You then move on to the newer Chinese jibs - both sub versions seem to pull very well indeed and last well. I've run one for 2 years and no complaints. The latest version seems even better on both power and life - but we'll have to see. Not heard the top guys complaining either.

Kites - don't seem to be as an exact a science as the main and jib. Repaired my 1st one many times and it still seems to work moderately well in some conditions even though it has no body to it. I've also had a brand new one that needed some re-work before it performed like a dream. They seem to be very expensive for all Classes so I guess that's the going rate.

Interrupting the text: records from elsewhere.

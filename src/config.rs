//! Game configuration
//!
//! Palette size, code length and the attempt cap. A configuration is fixed for
//! the lifetime of a game; every code, response and solver carries a copy.

use crate::error::{MastermindError, Result};

/// Number of named colors in the palette
pub const MAX_COLORS: u8 = 10;

/// Longest supported code
pub const MAX_CODE_LENGTH: usize = 8;

/// Largest supported search space (`total_colors ^ code_length`)
pub const MAX_UNIVERSE: usize = 1_000_000;

/// Immutable game configuration
#[derive(Debug, Clone, Copy, PartialEq, Eq, Hash)]
pub struct GameConfig {
    total_colors: u8,
    code_length: usize,
    max_guesses: u32,
}

impl GameConfig {
    /// Classic palette size
    pub const DEFAULT_TOTAL_COLORS: u8 = 6;
    /// Classic code length
    pub const DEFAULT_CODE_LENGTH: usize = 4;
    /// Attempt cap of the classic game
    pub const DEFAULT_MAX_GUESSES: u32 = 10;

    /// Create a validated configuration
    ///
    /// # Errors
    /// Returns `InvalidConfig` if:
    /// - `total_colors` is not in `2..=MAX_COLORS`
    /// - `code_length` is not in `1..=MAX_CODE_LENGTH`
    /// - `max_guesses` is zero
    /// - the universe of codes exceeds `MAX_UNIVERSE`
    ///
    /// # Examples
    /// ```
    /// use mastermind_solver::config::GameConfig;
    ///
    /// let config = GameConfig::new(6, 4, 10).unwrap();
    /// assert_eq!(config.universe_size(), 1296);
    ///
    /// assert!(GameConfig::new(1, 4, 10).is_err());
    /// assert!(GameConfig::new(10, 8, 10).is_err()); // 10^8 codes
    /// ```
    pub fn new(total_colors: u8, code_length: usize, max_guesses: u32) -> Result<Self> {
        if !(2..=MAX_COLORS).contains(&total_colors) {
            return Err(MastermindError::InvalidConfig(format!(
                "total colors must be between 2 and {MAX_COLORS}, got {total_colors}"
            )));
        }
        if !(1..=MAX_CODE_LENGTH).contains(&code_length) {
            return Err(MastermindError::InvalidConfig(format!(
                "code length must be between 1 and {MAX_CODE_LENGTH}, got {code_length}"
            )));
        }
        if max_guesses == 0 {
            return Err(MastermindError::InvalidConfig(
                "max guesses must be at least 1".to_string(),
            ));
        }

        let universe = (0..code_length).try_fold(1usize, |acc, _| {
            acc.checked_mul(usize::from(total_colors))
                .filter(|&n| n <= MAX_UNIVERSE)
        });
        if universe.is_none() {
            return Err(MastermindError::InvalidConfig(format!(
                "{total_colors}^{code_length} codes exceeds the supported maximum of {MAX_UNIVERSE}"
            )));
        }

        Ok(Self {
            total_colors,
            code_length,
            max_guesses,
        })
    }

    /// Number of colors in the palette
    #[inline]
    #[must_use]
    pub const fn total_colors(&self) -> u8 {
        self.total_colors
    }

    /// Number of pegs in a code
    #[inline]
    #[must_use]
    pub const fn code_length(&self) -> usize {
        self.code_length
    }

    /// Maximum number of guesses before the game is lost
    #[inline]
    #[must_use]
    pub const fn max_guesses(&self) -> u32 {
        self.max_guesses
    }

    /// Total number of distinct codes (`total_colors ^ code_length`)
    #[must_use]
    pub fn universe_size(&self) -> usize {
        usize::from(self.total_colors).pow(self.code_length as u32)
    }

    /// Same palette and code length, whatever the attempt cap
    #[must_use]
    pub const fn same_board(&self, other: &Self) -> bool {
        self.total_colors == other.total_colors && self.code_length == other.code_length
    }

    /// Number of distinct (black, white) pairs, used to size partition tables
    #[must_use]
    pub const fn response_classes(&self) -> usize {
        (self.code_length + 1) * (self.code_length + 1)
    }
}

impl Default for GameConfig {
    fn default() -> Self {
        Self {
            total_colors: Self::DEFAULT_TOTAL_COLORS,
            code_length: Self::DEFAULT_CODE_LENGTH,
            max_guesses: Self::DEFAULT_MAX_GUESSES,
        }
    }
}

#[cfg(test)]
mod tests {
    use super::*;

    #[test]
    fn default_is_classic_game() {
        let config = GameConfig::default();
        assert_eq!(config.total_colors(), 6);
        assert_eq!(config.code_length(), 4);
        assert_eq!(config.max_guesses(), 10);
        assert_eq!(config.universe_size(), 1296);
        assert_eq!(config.response_classes(), 25);
    }

    #[test]
    fn rejects_palette_out_of_range() {
        assert!(matches!(
            GameConfig::new(1, 4, 10),
            Err(MastermindError::InvalidConfig(_))
        ));
        assert!(GameConfig::new(11, 4, 10).is_err());
        assert!(GameConfig::new(10, 4, 10).is_ok());
    }

    #[test]
    fn rejects_length_out_of_range() {
        assert!(GameConfig::new(6, 0, 10).is_err());
        assert!(GameConfig::new(2, 9, 10).is_err());
        assert!(GameConfig::new(2, 8, 10).is_ok());
    }

    #[test]
    fn rejects_zero_guesses() {
        assert!(GameConfig::new(6, 4, 0).is_err());
    }

    #[test]
    fn rejects_oversized_universe() {
        // 8^7 = 2,097,152
        assert!(GameConfig::new(8, 7, 10).is_err());
        // 10^6 = 1,000,000 is exactly the limit
        assert!(GameConfig::new(10, 6, 10).is_ok());
    }

    #[test]
    fn same_board_ignores_attempt_cap() {
        let classic = GameConfig::default();
        assert!(classic.same_board(&GameConfig::new(6, 4, 3).unwrap()));
        assert!(!classic.same_board(&GameConfig::new(6, 5, 10).unwrap()));
        assert!(!classic.same_board(&GameConfig::new(8, 4, 10).unwrap()));
    }
}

Again find the best you can and run with it for a while - but make darned sure you use LOTS of tape round the chute, space frame, jib tack otherwise you'll shred it in 2 secs flat - 5 if you have a slow crew ! Take a good look at the halyard - they get rough with use and put burn holes in the lower kite section. Change it pronto for 4mm spectra dyneema. MUCH cheaper than a new kite. Plus use some lube around the pole and chute. You might also want to run the halyard outside the mast - saves a lot of wear and tear on the kit - and crew.

Best tips - Ask someone to take you for a sail before you buy. Then get to an event and have people take a look at it with you.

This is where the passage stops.